Start of Block

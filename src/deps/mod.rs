//! Dependency extraction.
//!
//! Turns whatever a compiler reported about the headers it read (a
//! Makefile-style depfile, or `/showIncludes` lines on stdout) into one
//! backend-agnostic [`DependencyRecord`]. Paths are normalized so records
//! from different backends run from the same root compare equal.

pub mod depfile;
pub mod normalize;
pub mod show_includes;
pub mod store;

use std::collections::BTreeSet;
use std::path::{Path, PathBuf};

use serde::{Deserialize, Serialize};

use crate::builder::render::RenderedRule;
use crate::errors::DependencyParseError;
use crate::toolchain::{DependencyMode, MSVC_DEPS_PREFIX};

pub use depfile::{parse_depfile, DepfileRule};
pub use normalize::normalize_path;
pub use show_includes::scan_show_includes;
pub use store::{DepStatus, DepStore, ParseErrorPolicy, StepReport};

/// Headers (and other discovered inputs) an output depends on beyond its
/// declared inputs.
#[derive(Debug, Clone, Default, PartialEq, Eq, Serialize, Deserialize)]
pub struct DependencyRecord {
    /// Normalized output path
    pub output: PathBuf,

    /// Normalized dependency paths
    pub dependencies: BTreeSet<PathBuf>,
}

impl DependencyRecord {
    /// Create an empty record for an output.
    pub fn new(output: impl Into<PathBuf>) -> Self {
        DependencyRecord {
            output: output.into(),
            dependencies: BTreeSet::new(),
        }
    }
}

/// Result of a successful extraction.
#[derive(Debug, Clone, PartialEq, Eq)]
pub struct Extracted {
    pub record: DependencyRecord,

    /// Compiler output lines that were not dependency markers
    pub passthrough: Vec<String>,
}

/// What extraction needs to know about the step that ran.
#[derive(Debug, Clone)]
pub struct ExtractContext {
    /// Primary output as declared in the invocation
    pub output: PathBuf,

    /// Declared inputs; excluded from the record
    pub inputs: Vec<PathBuf>,

    /// Directory the action ran in
    pub working_dir: PathBuf,

    /// Marker that introduces an include line on stdout
    pub deps_prefix: String,
}

impl ExtractContext {
    /// Create a context with the default MSVC marker.
    pub fn new(output: impl Into<PathBuf>, working_dir: impl Into<PathBuf>) -> Self {
        ExtractContext {
            output: output.into(),
            inputs: Vec::new(),
            working_dir: working_dir.into(),
            deps_prefix: MSVC_DEPS_PREFIX.to_string(),
        }
    }

    /// Add declared inputs.
    pub fn with_inputs(mut self, inputs: impl IntoIterator<Item = impl Into<PathBuf>>) -> Self {
        self.inputs.extend(inputs.into_iter().map(Into::into));
        self
    }

    /// Use a different stdout marker.
    pub fn with_prefix(mut self, prefix: impl Into<String>) -> Self {
        self.deps_prefix = prefix.into();
        self
    }

    /// Context for a rendered rule run in `working_dir`.
    pub fn for_rule(rule: &RenderedRule, working_dir: &Path) -> Self {
        let ctx = ExtractContext::new(&rule.output, working_dir).with_inputs(rule.inputs.iter());
        match &rule.deps_prefix {
            Some(prefix) => ctx.with_prefix(prefix.as_str()),
            None => ctx,
        }
    }

    /// The normalized output path records are keyed by.
    pub fn output_key(&self) -> PathBuf {
        self.normalize(&self.output.to_string_lossy())
    }

    fn normalize(&self, path: &str) -> PathBuf {
        normalize_path(path, &self.working_dir)
    }

    fn declared_inputs(&self) -> BTreeSet<PathBuf> {
        self.inputs
            .iter()
            .map(|input| self.normalize(&input.to_string_lossy()))
            .collect()
    }

    /// Build a record from raw paths, dropping declared inputs.
    fn record<'a>(&self, paths: impl IntoIterator<Item = &'a str>) -> DependencyRecord {
        let declared = self.declared_inputs();
        let mut record = DependencyRecord::new(self.output_key());
        record.dependencies = paths
            .into_iter()
            .map(|path| self.normalize(path))
            .filter(|path| !declared.contains(path))
            .collect();
        record
    }
}

/// Extract a dependency record from raw compiler data.
///
/// `raw` is the depfile contents for [`DependencyMode::GccDepfile`] and the
/// captured stdout for the other modes.
pub fn extract(
    mode: DependencyMode,
    raw: &str,
    ctx: &ExtractContext,
) -> Result<Extracted, DependencyParseError> {
    match mode {
        DependencyMode::None => Ok(Extracted {
            record: DependencyRecord::new(ctx.output_key()),
            passthrough: raw.lines().map(String::from).collect(),
        }),

        DependencyMode::GccDepfile => {
            let rules = parse_depfile(raw)?;
            let expected = ctx.output_key();

            let matching: Vec<&DepfileRule> = rules
                .iter()
                .filter(|rule| rule.targets.iter().any(|t| ctx.normalize(t) == expected))
                .collect();

            if matching.is_empty() {
                return Err(DependencyParseError::OutputNotMentioned {
                    expected: ctx.output.clone(),
                });
            }

            let record = ctx.record(
                matching
                    .iter()
                    .flat_map(|rule| rule.deps.iter().map(String::as_str)),
            );
            Ok(Extracted {
                record,
                passthrough: Vec::new(),
            })
        }

        DependencyMode::MsvcStdoutScan => {
            let (includes, passthrough) = scan_show_includes(raw, &ctx.deps_prefix);
            Ok(Extracted {
                record: ctx.record(includes.iter().map(String::as_str)),
                passthrough,
            })
        }
    }
}

/// Read a depfile written by an action.
///
/// A missing file usually means the action was cancelled or failed before
/// writing it.
pub fn load_depfile(path: &Path) -> Result<String, DependencyParseError> {
    std::fs::read_to_string(path).map_err(|e| DependencyParseError::Unreadable {
        path: path.to_path_buf(),
        message: e.to_string(),
    })
}
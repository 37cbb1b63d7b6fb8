//! compile_commands.json generation for IDE integration.

use std::path::{Path, PathBuf};

use anyhow::Result;
use serde::{Deserialize, Serialize};

use crate::builder::render::RenderedRule;
use crate::core::action::Action;
use crate::util::fs;

/// compile_commands.json entry.
#[derive(Debug, Clone, PartialEq, Eq, Serialize, Deserialize)]
pub struct CompileCommand {
    pub directory: String,
    pub file: String,
    pub arguments: Vec<String>,
    #[serde(skip_serializing_if = "Option::is_none")]
    pub output: Option<String>,
}

/// The compile actions of a batch of rendered rules.
#[derive(Debug, Clone, Default, PartialEq, Eq)]
pub struct CompileDatabase {
    commands: Vec<CompileCommand>,
}

impl CompileDatabase {
    /// Collect the entries for `rules` run from `directory`.
    ///
    /// Only actions that translate a source file are included: compiles and
    /// assembly. Each input of such an action gets its own entry.
    pub fn from_rules<'a>(rules: impl IntoIterator<Item = &'a RenderedRule>, directory: &Path) -> Self {
        let directory = directory.display().to_string();
        let mut commands = Vec::new();

        for rule in rules {
            if !(rule.action.is_compile() || rule.action == Action::Assemble) {
                continue;
            }

            let arguments = rule.command.tokens();
            for input in &rule.inputs {
                commands.push(CompileCommand {
                    directory: directory.clone(),
                    file: input.display().to_string(),
                    arguments: arguments.clone(),
                    output: Some(rule.output.display().to_string()),
                });
            }
        }

        CompileDatabase { commands }
    }

    pub fn commands(&self) -> &[CompileCommand] {
        &self.commands
    }

    pub fn len(&self) -> usize {
        self.commands.len()
    }

    pub fn is_empty(&self) -> bool {
        self.commands.is_empty()
    }

    /// Write the database as pretty-printed JSON.
    pub fn write(&self, path: &Path) -> Result<PathBuf> {
        let json = serde_json::to_string_pretty(&self.commands)?;
        fs::write_string(path, &json)?;
        tracing::info!(
            "Wrote {} entries to {}",
            self.commands.len(),
            path.display()
        );
        Ok(path.to_path_buf())
    }
}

End of Block

— Problem description —
Both the line containing "#[derive(Debug, Clone, PartialEq, Eq)]" and the line containing "#[derive(Debug, Clone)]" belong in the answer. Print them and every line above that falls between them exactly, and no others.

— Task answer —
#[derive(Debug, Clone, PartialEq, Eq)]
pub struct Extracted {
    pub record: DependencyRecord,

    /// Compiler output lines that were not dependency markers
    pub passthrough: Vec<String>,
}

/// What extraction needs to know about the step that ran.
#[derive(Debug, Clone)]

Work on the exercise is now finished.